Affiliate entities are an important part of the campus public safety community. They include groups such as federal agencies, associations serving institutions of higher education, and professional and nonprofit organizations. We have compiled a list of these affiliates, listed alphabetically, for your easy reference. This is a "living list" that will continue to grow and expand over time. We encourage you to regularly visit this list for updates.
Rail Against the Danger (RAD)
Clark Jacobs was a mechanical engineering student at Georgia Institute of Technology and a member of the Kappa Sigma fraternity. On the night of January 10, 2015, Clark rolled out of his lofted bed and landed on his head, fracturing his skull. He suffered a severe brain bleed and an ensuing hemorrhagic stroke that required brain surgery to save his life. As Clark began his two-year journey to recover from his traumatic brain injury, his mother, launched Rail Against the Danger (RAD), a nonprofit organization designed to bring awareness to students and their families. Many institutions of higher education have loft beds and some do not offer students guard or safety rails for these beds, which may be as high as seven feet off the ground. There are approximately 36,000 cases of loft bed/bunk bed-related injuries annually among children and young adults up to 21 years of age. Young adults ages 18 to 21 suffered from bed-related injuries twice as often as 13-16 year-olds, with falls being the reason 75% of the time.
Rape, Abuse and Incest National Network (RAINN)
RAINN is an anti-sexual violence organization and authority on sexual violence. Their organization is comprised of experts in victim services, public education, public policy, and technology. RAINN works to provide best-in-class services for survivors, inform and educate the nation about sexual violence, and improve the public policy and criminal justice response to sexual violence. The victim services experts at RAINN take a victim-centered, trauma-informed approach to developing programs and services that support survivors of sexual violence and their loved ones.
Readiness and Emergency Management for Schools (REMS) Technical Assistance (TA) Center
The REMS TA Center supports schools, school districts, and institutions of higher education, with their community partners, in the development of high-quality emergency operations plans and comprehensive emergency management planning efforts. They provide virtual trainings, live trainings by request, technical assistance, emergency management planning tools, a website of resources, and a Community of Practice virtual space for school and higher ed emergency operations planning.
Ready is a national public service campaign designed to educate and empower Americans to prepare for, respond to, and mitigate emergencies, including natural and man-made disasters. The goal of the campaign is to promote preparedness through public involvement. Ready and its Spanish language version Listo ask individuals to do four key things: 1) stay informed about the different types of emergencies that could occur and their appropriate responses, 2) make a family emergency plan, 3) build an emergency supply kit, and 4) get involved in your community by taking action to prepare for emergencies.
Regional Information Sharing System (RISS)

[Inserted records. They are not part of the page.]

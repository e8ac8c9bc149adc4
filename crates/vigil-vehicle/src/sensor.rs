//! Sensor identity: locations, serial numbers and descriptions.

use std::fmt;
use std::str::FromStr;
use std::sync::LazyLock;

use regex::Regex;

use crate::error::VehicleError;

static LOCATION_PATTERN: LazyLock<Regex> =
    LazyLock::new(|| Regex::new(r"^[a-z._-]+[0-9]*$").expect("location pattern is valid"));

/// Where a sensor is mounted.
///
/// A location name consists of lower-case ASCII letters, `.`, `_` and `-`,
/// optionally followed by trailing digits. It may not be empty or start
/// with a digit.
#[derive(Clone, Debug, PartialEq, Eq, Hash, PartialOrd, Ord)]
pub struct Location(String);

impl Location {
    /// Validate and wrap `name`.
    ///
    /// # Errors
    ///
    /// [`VehicleError::InvalidIdentifierFormat`] if `name` is empty or does
    /// not match the location format.
    pub fn new(name: impl Into<String>) -> Result<Self, VehicleError> {
        let name = name.into();
        if name.is_empty() {
            return Err(VehicleError::InvalidIdentifierFormat {
                value: name,
                reason: "empty location is not allowed".to_owned(),
            });
        }
        if !LOCATION_PATTERN.is_match(&name) {
            return Err(VehicleError::InvalidIdentifierFormat {
                value: name,
                reason: "location may only contain lower-case letters, '.', '_', '-' \
                         and trailing digits"
                    .to_owned(),
            });
        }
        Ok(Self(name))
    }

    /// The location name.
    pub fn as_str(&self) -> &str {
        &self.0
    }
}

impl FromStr for Location {
    type Err = VehicleError;

    fn from_str(s: &str) -> Result<Self, Self::Err> {
        Self::new(s)
    }
}

impl fmt::Display for Location {
    fn fmt(&self, f: &mut fmt::Formatter<'_>) -> fmt::Result {
        f.write_str(&self.0)
    }
}

/// Identity shared by every sensor.
pub trait Sensor {
    /// Mounting location.
    fn location(&self) -> &Location;
    /// Manufacturer serial number.
    fn serial_no(&self) -> &str;
    /// Free-form description.
    fn description(&self) -> &str;
}

/// Plain [`Sensor`] identity record, embedded by assemblies.
#[derive(Clone, Debug, PartialEq, Eq)]
pub struct SensorDescription {
    /// Mounting location.
    pub location: Location,
    /// Manufacturer serial number.
    pub serial_no: String,
    /// Free-form description.
    pub description: String,
}

impl SensorDescription {
    /// Bundle the three identity fields.
    pub fn new(location: Location, serial_no: impl Into<String>, description: impl Into<String>) -> Self {
        Self {
            location,
            serial_no: serial_no.into(),
            description: description.into(),
        }
    }
}

impl Sensor for SensorDescription {
    fn location(&self) -> &Location {
        &self.location
    }

    fn serial_no(&self) -> &str {
        &self.serial_no
    }

    fn description(&self) -> &str {
        &self.description
    }
}
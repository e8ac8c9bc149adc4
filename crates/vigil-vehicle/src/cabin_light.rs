//! Cabin lighting.

use std::cell::Cell;
use std::fmt;

use vigil_observe::{impl_observable, ObservableBase};

use crate::error::VehicleError;
use crate::sensor::{Location, Sensor, SensorDescription};

/// Cabin light setting.
#[derive(Clone, Copy, Debug, Default, PartialEq, Eq, Hash)]
pub enum CabinLightState {
    /// Full brightness.
    On,
    /// Dimmed.
    OnDim,
    /// Off.
    #[default]
    Off,
}

impl fmt::Display for CabinLightState {
    fn fmt(&self, f: &mut fmt::Formatter<'_>) -> fmt::Result {
        f.write_str(match self {
            Self::On => "on",
            Self::OnDim => "on-dim",
            Self::Off => "off",
        })
    }
}

/// A sensor reporting the cabin light setting.
pub trait CabinLightSensor: Sensor {
    /// Current setting.
    fn state(&self) -> CabinLightState;
}

/// Operations on the cabin light.
///
/// Each returns an error only if an observer fails.
pub trait CabinControl {
    /// Dim the light.
    fn dim_cabin(&self) -> Result<(), VehicleError>;
    /// Full brightness.
    fn switch_on(&self) -> Result<(), VehicleError>;
    /// Switch off.
    fn switch_off(&self) -> Result<(), VehicleError>;
}

/// Observable cabin light with control.
///
/// Observers are notified only when the setting actually changes.
pub struct CabinLightAssembly {
    description: SensorDescription,
    state: Cell<CabinLightState>,
    observers: ObservableBase<CabinLightAssembly>,
}

impl CabinLightAssembly {
    /// A switched-off light with fail-fast observer policies.
    pub fn new(description: SensorDescription) -> Self {
        Self::with_observers(description, ObservableBase::new())
    }

    /// A switched-off light using a preconfigured observer registry.
    pub fn with_observers(
        description: SensorDescription,
        observers: ObservableBase<CabinLightAssembly>,
    ) -> Self {
        Self {
            description,
            state: Cell::new(CabinLightState::Off),
            observers,
        }
    }

    fn set_state(&self, state: CabinLightState) -> Result<(), VehicleError> {
        if self.state.replace(state) == state {
            return Ok(());
        }
        tracing::debug!(%state, "cabin light changed");
        self.observers.notify_observers(self)?;
        Ok(())
    }
}

impl Sensor for CabinLightAssembly {
    fn location(&self) -> &Location {
        self.description.location()
    }

    fn serial_no(&self) -> &str {
        self.description.serial_no()
    }

    fn description(&self) -> &str {
        self.description.description()
    }
}

impl CabinLightSensor for CabinLightAssembly {
    fn state(&self) -> CabinLightState {
        self.state.get()
    }
}

impl CabinControl for CabinLightAssembly {
    fn dim_cabin(&self) -> Result<(), VehicleError> {
        self.set_state(CabinLightState::OnDim)
    }

    fn switch_on(&self) -> Result<(), VehicleError> {
        self.set_state(CabinLightState::On)
    }

    fn switch_off(&self) -> Result<(), VehicleError> {
        self.set_state(CabinLightState::Off)
    }
}

impl_observable!(CabinLightAssembly => observers);
//! Movement sensing and control.

use std::cell::Cell;
use std::cmp::Ordering;

use vigil_observe::{impl_observable, ObservableBase};

use crate::error::VehicleError;
use crate::sensor::{Location, Sensor, SensorDescription};

/// Whether, and how fast, the vehicle is moving.
#[derive(Clone, Copy, Debug, PartialEq, Eq, Hash)]
pub enum Movement {
    /// Not moving.
    Stationary,
    /// Moving at the given speed.
    InMotion(u32),
}

impl Movement {
    /// Current speed; zero when stationary.
    pub fn speed(self) -> u32 {
        match self {
            Self::Stationary => 0,
            Self::InMotion(speed) => speed,
        }
    }

    /// `true` unless stationary.
    pub fn is_moving(self) -> bool {
        matches!(self, Self::InMotion(_))
    }
}

/// Ordered by speed; at equal speed, stationary sorts first.
impl Ord for Movement {
    fn cmp(&self, other: &Self) -> Ordering {
        self.speed()
            .cmp(&other.speed())
            .then_with(|| self.is_moving().cmp(&other.is_moving()))
    }
}

impl PartialOrd for Movement {
    fn partial_cmp(&self, other: &Self) -> Option<Ordering> {
        Some(self.cmp(other))
    }
}

/// A sensor reporting [`Movement`].
pub trait MovementSensor: Sensor {
    /// Current movement.
    fn movement(&self) -> Movement;

    /// Current speed; zero when stationary.
    fn speed(&self) -> u32 {
        self.movement().speed()
    }
}

/// Operations that change a vehicle's movement.
pub trait MovementControl {
    /// Start moving at `initial_speed`.
    ///
    /// # Errors
    ///
    /// [`VehicleError::IllegalStateTransition`] if already moving, or an
    /// observer failure.
    fn start(&self, initial_speed: u32) -> Result<(), VehicleError>;

    /// Change the speed by `delta`. Reaching zero or below stops the vehicle.
    ///
    /// # Errors
    ///
    /// [`VehicleError::IllegalStateTransition`] if stationary, or an
    /// observer failure.
    fn update_speed_by(&self, delta: i32) -> Result<(), VehicleError>;

    /// Stop moving. A no-op when already stationary.
    ///
    /// # Errors
    ///
    /// An observer failure.
    fn stop(&self) -> Result<(), VehicleError>;
}

/// Observable movement sensor with control.
///
/// A successful `start` or `update_speed_by` notifies observers, even when
/// the delta is zero. `stop` notifies only if the vehicle was moving.
pub struct MovementAssembly {
    description: SensorDescription,
    movement: Cell<Movement>,
    observers: ObservableBase<MovementAssembly>,
}

impl MovementAssembly {
    /// A stationary assembly with fail-fast observer policies.
    pub fn new(description: SensorDescription) -> Self {
        Self::with_observers(description, ObservableBase::new())
    }

    /// A stationary assembly using a preconfigured observer registry.
    pub fn with_observers(
        description: SensorDescription,
        observers: ObservableBase<MovementAssembly>,
    ) -> Self {
        Self {
            description,
            movement: Cell::new(Movement::Stationary),
            observers,
        }
    }

    fn change(&self, movement: Movement) -> Result<(), VehicleError> {
        tracing::debug!(from = ?self.movement.get(), to = ?movement, "movement changed");
        self.movement.set(movement);
        self.observers.notify_observers(self)?;
        Ok(())
    }
}

impl Sensor for MovementAssembly {
    fn location(&self) -> &Location {
        self.description.location()
    }

    fn serial_no(&self) -> &str {
        self.description.serial_no()
    }

    fn description(&self) -> &str {
        self.description.description()
    }
}

impl MovementSensor for MovementAssembly {
    fn movement(&self) -> Movement {
        self.movement.get()
    }
}

impl MovementControl for MovementAssembly {
    fn start(&self, initial_speed: u32) -> Result<(), VehicleError> {
        let current = self.movement.get();
        if current.is_moving() {
            return Err(VehicleError::IllegalStateTransition {
                reason: format!("already moving at {}", current.speed()),
            });
        }
        self.change(Movement::InMotion(initial_speed))
    }

    fn update_speed_by(&self, delta: i32) -> Result<(), VehicleError> {
        let Movement::InMotion(speed) = self.movement.get() else {
            return Err(VehicleError::IllegalStateTransition {
                reason: "cannot change speed if not moving".to_owned(),
            });
        };
        let target = i64::from(speed) + i64::from(delta);
        let next = if target <= 0 {
            Movement::Stationary
        } else {
            Movement::InMotion(u32::try_from(target).unwrap_or(u32::MAX))
        };
        self.change(next)
    }

    fn stop(&self) -> Result<(), VehicleError> {
        if self.movement.get().is_moving() {
            self.change(Movement::Stationary)?;
        }
        Ok(())
    }
}

impl_observable!(MovementAssembly => observers);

RISS assists local, state, federal, and tribal criminal justice partners by providing adaptive solutions and services that facilitate information sharing, support criminal investigations, and promote officer safety. RISS is composed of six regional centers and the RISS Technology Support Center. This allows RISS to work regionally and on a nationwide basis to respond to the unique crime problems of each region while strengthening the country’s information sharing environment. RISS offers secure information sharing and communications capabilities, critical analytical and investigative support services, and event deconfliction to enhance officer safety. RISS supports efforts against organized and violent crime, gang activity, drug activity, terrorism and violent extremism, human trafficking, identity theft, cybercrime, and other regional priorities.